Myrcene and terpene regulation of TRPV1

• Published in: Channels (Austin, Tex.) Vol. 13; no. 1; pp. 344 - 366
• Main Authors: Jansen, C., Shimoda, L.M.N, Kawakami, J.K., Ang, L., Bacani, A.J., Baker, J.D., Badowski, C., Speck, M., Stokes, A.J., Small-Howard, A.L., Turner, H
• Format: Journal Article
• Language: English
• Published: United States Taylor & Francis 01.01.2019
• Subjects: Acyclic Monoterpenes - chemistry; Acyclic Monoterpenes - metabolism; Alkenes - chemistry; Alkenes - metabolism; Calcium - metabolism; calcium entry; Cannabinoids - chemistry; Cannabinoids - metabolism; Cannabis - chemistry; Cell Line; Humans; Models, Molecular; Molecular Docking Simulation; Myrcene; pain; Plant Extracts - chemistry; Plant Extracts - metabolism; Research Paper; terpenes; Terpenes - chemistry; Terpenes - metabolism; TRPA1 Cation Channel - chemistry; TRPA1 Cation Channel - metabolism; TRPV1; Myrcene; pain; calcium entry; TRPV1; terpenes
• ISSN: 1933-6950; 1933-6969
• DOI: 10.1080/19336950.2019.1654347

Nociceptive Transient Receptor Potential channels such as TRPV1 are targets for treating pain. Both antagonism and agonism of TRP channels can promote analgesia, through inactivation and chronic desensitization. Since plant-derived mixtures of cannabinoids and the Cannabis component myrcene have been suggested as pain therapeutics, we screened terpenes found in Cannabis for activity at TRPV1. We used inducible expression of TRPV1 to examine TRPV1-dependency of terpene-induced calcium flux responses.
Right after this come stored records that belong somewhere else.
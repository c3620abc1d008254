pub mod error;
pub mod ingest;
pub mod magic;

pub use error::{MediaError, Result};
pub use ingest::{Artifact, MediaPipeline, SpeechToText};
pub use magic::{detect, Confidence, MediaFormat};
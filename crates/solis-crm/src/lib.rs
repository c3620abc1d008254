pub mod breaker;
pub mod client;
pub mod error;
pub mod mapping;

pub use breaker::CircuitBreaker;
pub use client::{CrmClient, CrmLeadPayload, CrmTask};
pub use error::{CrmError, Result};
pub use mapping::pipeline_stage_id;
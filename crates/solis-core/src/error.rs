use thiserror::Error;

/// Recovery posture for an error — decides what the orchestrator does with it.
#[derive(Debug, Clone, Copy, PartialEq, Eq)]
pub enum Recovery {
    /// Network flake, 5xx, timeout: retry with backoff, circuit-break after threshold.
    Transient,
    /// 4xx / malformed payload: log, never retry.
    ClientProtocol,
    /// Schema violation or invalid optional foreign key: abort the turn after rollback.
    DataIntegrity,
    /// Model refused or returned nothing usable: fall back to a canned reply.
    ModelContent,
    /// Media could not be read: ask the user to type the value instead.
    MediaExtraction,
    /// Config/bootstrap problems: exit non-zero at startup only.
    Fatal,
}

#[derive(Debug, Error)]
pub enum SolisError {
    #[error("Configuration error: {0}")]
    Config(String),

    #[error("Gateway error: {0}")]
    Gateway(String),

    #[error("Model provider error: {0}")]
    Model(String),

    #[error("Media ingestion error: {0}")]
    Media(String),

    #[error("Database error: {0}")]
    Database(String),

    #[error("Data integrity violation: {0}")]
    DataIntegrity(String),

    #[error("CRM error: {0}")]
    Crm(String),

    #[error("Calendar error: {0}")]
    Calendar(String),

    #[error("Knowledge store error: {0}")]
    Knowledge(String),

    #[error("Serialization error: {0}")]
    Serialization(#[from] serde_json::Error),

    #[error("I/O error: {0}")]
    Io(#[from] std::io::Error),

    #[error("Turn budget exceeded after {ms}ms")]
    TurnBudget { ms: u64 },

    #[error("Internal error: {0}")]
    Internal(String),
}

impl SolisError {
    /// Classify for the §7-style propagation decision.
    pub fn recovery(&self) -> Recovery {
        match self {
            SolisError::Config(_) => Recovery::Fatal,
            SolisError::Gateway(_) => Recovery::Transient,
            SolisError::Model(_) => Recovery::ModelContent,
            SolisError::Media(_) => Recovery::MediaExtraction,
            SolisError::Database(_) => Recovery::Transient,
            SolisError::DataIntegrity(_) => Recovery::DataIntegrity,
            SolisError::Crm(_) | SolisError::Calendar(_) => Recovery::Transient,
            SolisError::Knowledge(_) => Recovery::Transient,
            SolisError::Serialization(_) => Recovery::ClientProtocol,
            SolisError::Io(_) => Recovery::Transient,
            SolisError::TurnBudget { .. } => Recovery::Transient,
            SolisError::Internal(_) => Recovery::Transient,
        }
    }
}

pub type Result<T> = std::result::Result<T, SolisError>;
Terpenes contribute differentially to calcium fluxes via TRPV1 induced by Cannabis-mimetic cannabinoid/terpenoid mixtures. Myrcene dominates the TRPV1-mediated calcium responses seen with terpenoid mixtures. Myrcene-induced calcium influx is inhibited by the TRPV1 inhibitor capsazepine and Myrcene elicits TRPV1 currents in the whole-cell patch-clamp configuration. TRPV1 currents are highly sensitive to internal calcium. When Myrcene currents are evoked, they are distinct from capsaicin responses on the basis of I max and their lack of shift to a pore-dilated state. Myrcene pre-application and residency at TRPV1 appears to negatively impact subsequent responses to TRPV1 ligands such as Cannabidiol, indicating allosteric modulation and possible competition by Myrcene. Molecular docking studies suggest a non-covalent interaction site for Myrcene in TRPV1 and identifies key residues that form partially overlapping Myrcene and Cannabidiol binding sites. We identify several non-Cannabis plant-derived sources of Myrcene and other compounds targeting nociceptive TRPs using a data mining approach focused on analgesics suggested by non-Western Traditional Medical Systems. These data establish TRPV1 as a target of Myrcene and suggest the therapeutic potential of analgesic formulations containing Myrcene.